Quality control in translation

What should Quality Control in Translation Look Like?

The quality of any translated material is extremely important. We all know how quickly we dismiss a company or brand with mistakes in its marketing materials, whether it’s their website, brochures or articles, and the repercussions of mistakes in legal, medical and technical documents can be severe. But when you don’t speak the target language, how can you judge the quality of the translation agency’s work?

It might surprise you to know that there are objective quality standards in the translation industry, such as EN 15038, just as there are in manufacturing, professional services and many other sectors. These quality standards show that the techniques and processes are in place for the translation agency to deliver accurate work that’s delivered on time and within budget.

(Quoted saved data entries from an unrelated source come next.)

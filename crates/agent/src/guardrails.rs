//! Read-only gate in front of the warehouse. Model-written SQL is only ever
//! allowed to read.

const READ_ONLY_KEYWORDS: [&str; 6] = ["SELECT", "WITH", "SHOW", "DESCRIBE", "EXPLAIN", "VALUES"];

#[derive(Clone, Debug, PartialEq, Eq)]
pub enum GuardrailDecision {
    Allow { statements: Vec<String> },
    Deny { reason_code: &'static str, user_message: String },
}

#[derive(Clone, Debug, PartialEq, Eq)]
pub struct GuardrailPolicy {
    pub allowed_keywords: Vec<String>,
}

impl Default for GuardrailPolicy {
    fn default() -> Self {
        Self {
            allowed_keywords: READ_ONLY_KEYWORDS.iter().map(|word| (*word).to_owned()).collect(),
        }
    }
}

impl GuardrailPolicy {
    /// Splits `sql` into statements and allows it only when every statement
    /// starts with a read-only keyword. Comments are ignored.
    pub fn evaluate(&self, sql: &str) -> GuardrailDecision {
        let statements = split_statements(sql);
        if statements.is_empty() {
            return GuardrailDecision::Deny {
                reason_code: "empty_statement",
                user_message: "The generated query contained no SQL statement.".to_owned(),
            };
        }

        for statement in &statements {
            let keyword = statement_keyword(statement);
            if !self.allowed_keywords.iter().any(|allowed| allowed.eq_ignore_ascii_case(&keyword)) {
                return GuardrailDecision::Deny {
                    reason_code: "write_statement",
                    user_message: format!(
                        "Only read-only queries may run against the warehouse; \
                         refused a `{}` statement.",
                        if keyword.is_empty() { "unknown" } else { keyword.as_str() }
                    ),
                };
            }
        }

        GuardrailDecision::Allow { statements }
    }
}

/// `EXPLAIN ANALYZE` runs the statement it wraps, so an explained statement is
/// judged by the statement inside it.
fn statement_keyword(statement: &str) -> String {
    let keyword = leading_keyword(statement);
    if keyword != "EXPLAIN" {
        return keyword;
    }
    let inner = explained_statement(statement);
    if inner.is_empty() {
        keyword
    } else {
        statement_keyword(inner)
    }
}

/// Skips `EXPLAIN` and its `ANALYZE`, `VERBOSE` and `(TYPE ..., FORMAT ...)` options.
fn explained_statement(statement: &str) -> &str {
    let trimmed = statement.trim_start_matches(|ch: char| ch == '(' || ch.is_whitespace());
    let mut rest = strip_word(trimmed, "EXPLAIN").unwrap_or(trimmed);
    loop {
        rest = rest.trim_start();
        if let Some(after) = strip_word(rest, "ANALYZE").or_else(|| strip_word(rest, "VERBOSE")) {
            rest = after;
            continue;
        }
        if let Some(options) = rest.strip_prefix('(') {
            let first = leading_keyword(options);
            if first == "TYPE" || first == "FORMAT" {
                if let Some(close) = options.find(')') {
                    rest = &options[close + 1..];
                    continue;
                }
            }
        }
        return rest;
    }
}

fn strip_word<'a>(text: &'a str, word: &str) -> Option<&'a str> {
    let head = text.get(..word.len())?;
    let rest = &text[word.len()..];
    let boundary =
        rest.chars().next().map_or(true, |ch| !(ch.is_ascii_alphanumeric() || ch == '_'));
    (head.eq_ignore_ascii_case(word) && boundary).then_some(rest)
}

fn leading_keyword(statement: &str) -> String {
    statement
        .trim_start_matches(|ch: char| ch == '(' || ch.is_whitespace())
        .chars()
        .take_while(|ch| ch.is_ascii_alphabetic())
        .collect::<String>()
        .to_ascii_uppercase()
}

/// Statement texts with comments removed, split on `;` outside quotes.
/// Empty statements are dropped.
pub fn split_statements(sql: &str) -> Vec<String> {
    let mut statements = Vec::new();
    let mut current = String::new();
    let mut chars = sql.chars().peekable();
    let mut quote: Option<char> = None;

    while let Some(ch) = chars.next() {
        if let Some(open) = quote {
            current.push(ch);
            if ch == open {
                // Doubled quote is an escaped quote.
                if chars.peek() == Some(&open) {
                    if let Some(next) = chars.next() {
                        current.push(next);
                    }
                } else {
                    quote = None;
                }
            }
            continue;
        }

        match ch {
            '\'' | '"' => {
                quote = Some(ch);
                current.push(ch);
            }
            '-' if chars.peek() == Some(&'-') => {
                for next in chars.by_ref() {
                    if next == '\n' {
                        current.push('\n');
                        break;
                    }
                }
            }
            '/' if chars.peek() == Some(&'*') => {
                chars.next();
                let mut previous = '\0';
                for next in chars.by_ref() {
                    if previous == '*' && next == '/' {
                        break;
                    }
                    previous = next;
                }
                current.push(' ');
            }
            ';' => {
                push_statement(&mut statements, &mut current);
            }
            _ => current.push(ch),
        }
    }
    push_statement(&mut statements, &mut current);
    statements
}

fn push_statement(statements: &mut Vec<String>, current: &mut String) {
    let statement = current.trim();
    if !statement.is_empty() {
        statements.push(statement.to_owned());
    }
    current.clear();
}

#[cfg(test)]
mod tests {
    use super::{split_statements, GuardrailDecision, GuardrailPolicy};

    fn reason(decision: GuardrailDecision) -> &'static str {
        match decision {
            GuardrailDecision::Allow { .. } => "allow",
            GuardrailDecision::Deny { reason_code, .. } => reason_code,
        }
    }

    #[test]
    fn read_only_statements_are_allowed() {
        let policy = GuardrailPolicy::default();
        for sql in [
            "SELECT 1",
            "  with t as (select 1) select * from t",
            "SHOW TABLES FROM \"c\".\"d\"",
            "DESCRIBE \"c\".\"d\".\"Account\"",
            "EXPLAIN SELECT 1",
            "(SELECT 1) UNION ALL (SELECT 2)",
            "-- leading comment\nSELECT 2;",
        ] {
            assert_eq!(reason(policy.evaluate(sql)), "allow", "{sql}");
        }
    }

    #[test]
    fn writes_are_denied_even_after_a_read() {
        let policy = GuardrailPolicy::default();
        assert_eq!(reason(policy.evaluate("DROP TABLE Account")), "write_statement");
        assert_eq!(
            reason(policy.evaluate("SELECT 1; DELETE FROM \"c\".\"d\".\"Lead\"")),
            "write_statement"
        );
        assert_eq!(
            reason(policy.evaluate("/* hidden */ INSERT INTO t VALUES (1)")),
            "write_statement"
        );
        assert_eq!(reason(policy.evaluate("  ;  -- nothing\n")), "empty_statement");
    }

    #[test]
    fn explain_is_judged_by_the_statement_it_wraps() {
        let policy = GuardrailPolicy::default();
        for sql in [
            "EXPLAIN ANALYZE DELETE FROM \"c\".\"d\".\"Account\"",
            "explain analyze insert into t values (1)",
            "EXPLAIN ANALYZE VERBOSE UPDATE t SET x = 1",
            "EXPLAIN (TYPE DISTRIBUTED, FORMAT TEXT) DROP TABLE t",
            "EXPLAIN /* plan */ ANALYZE DELETE FROM t",
        ] {
            assert_eq!(reason(policy.evaluate(sql)), "write_statement", "{sql}");
        }

        for sql in [
            "EXPLAIN ANALYZE SELECT 1",
            "EXPLAIN (FORMAT JSON) SELECT * FROM t",
            "EXPLAIN (SELECT 1)",
            "EXPLAIN ANALYZE VERBOSE WITH t AS (SELECT 1) SELECT * FROM t",
            "EXPLAIN",
        ] {
            assert_eq!(reason(policy.evaluate(sql)), "allow", "{sql}");
        }
    }

    #[test]
    fn explain_denial_names_the_wrapped_keyword() {
        let decision = GuardrailPolicy::default().evaluate("EXPLAIN ANALYZE DELETE FROM t");
        let GuardrailDecision::Deny { user_message, .. } = decision else {
            panic!("explain analyze delete must be denied");
        };
        assert!(user_message.contains("`DELETE`"));
    }

    #[test]
    fn denial_message_names_the_keyword() {
        let decision = GuardrailPolicy::default().evaluate("update Account set Name = 'x'");
        let GuardrailDecision::Deny { user_message, .. } = decision else {
            panic!("update must be denied");
        };
        assert!(user_message.contains("`UPDATE`"));
    }

    #[test]
    fn semicolons_and_comment_markers_inside_quotes_do_not_split() {
        let statements = split_statements(
            "SELECT 'a;b' AS x, '--not a comment' AS y FROM \"we;ird\"; SELECT 'it''s'",
        );
        assert_eq!(
            statements,
            vec![
                "SELECT 'a;b' AS x, '--not a comment' AS y FROM \"we;ird\"".to_owned(),
                "SELECT 'it''s'".to_owned(),
            ]
        );
    }
}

But what does quality control in translation really look like, how is it done and who is involved? Here’s our guide…

The people involved…

1. The translator

The most important aspect of any translation project is the original translator and the expertise and accreditations they hold. At Linguistica International, all translators are qualified professionals who are subject to ongoing evaluations and meet all of the qualifying criteria:

  • They have an undergraduate or higher degree in translation
  • They have passed internal translation tests
  • They have 5+ years professional experience working as a translator
  • They are native speakers of the target language
  • They have professional experience of the industry the client operates in

All translators check and double-check their own work. That includes the spelling and grammar and referring to outside resources like style guides and terminology glossaries where necessary. Factual accuracy, readability and the tone of the piece must also be just right before the translation passes to the next stage of the quality assurance process.

2. The proofreader

A second professionally qualified translator and native speaker with industry-specific knowledge will proofread the translation. The original translator can miss errors due to their over-familiarity with their work. That’s why having an independent translator take a fresh look at the copy can make a big difference to the accuracy of the final document.

3. The editor

Editors go a level deeper than the proofreader. They look at linguistic issues like style and fluency as well as technical issues such as consistency, the use of industry-specific abbreviations and the all-important feel of the content. This is essential to ensure the text will make a mark within the target industry.

4. Back translation

All translations have to be delivered within budget, so this is not a step we’ll take for every translation. However, the process of back translation does provide an extra layer of quality control for high-value content.

This process asks a brand new translator to convert the newly translated document back into its original language. The back translation and the original source document can then be compared to make sure every word is a perfect match or conveys the same meaning.

5. Feedback

We build longstanding relationships with our clients and hope to become their trusted translation partner. That makes this final stage essential. Liaising with the client, the translation project manager provides feedback to the original translator, proofreader and editor to discuss any terminology preferences the client has and identify areas they can improve in the future.

Word perfect quality control you can rely on

While a lone freelance translator might be highly skilled and meticulous, they can never compete with the peace of mind you receive from a leading translation agency with a multi-stage quality control process. That’s just one of the reasons why clients like Santander, Manchester Utd and Orange keep on coming back to Linguistica International.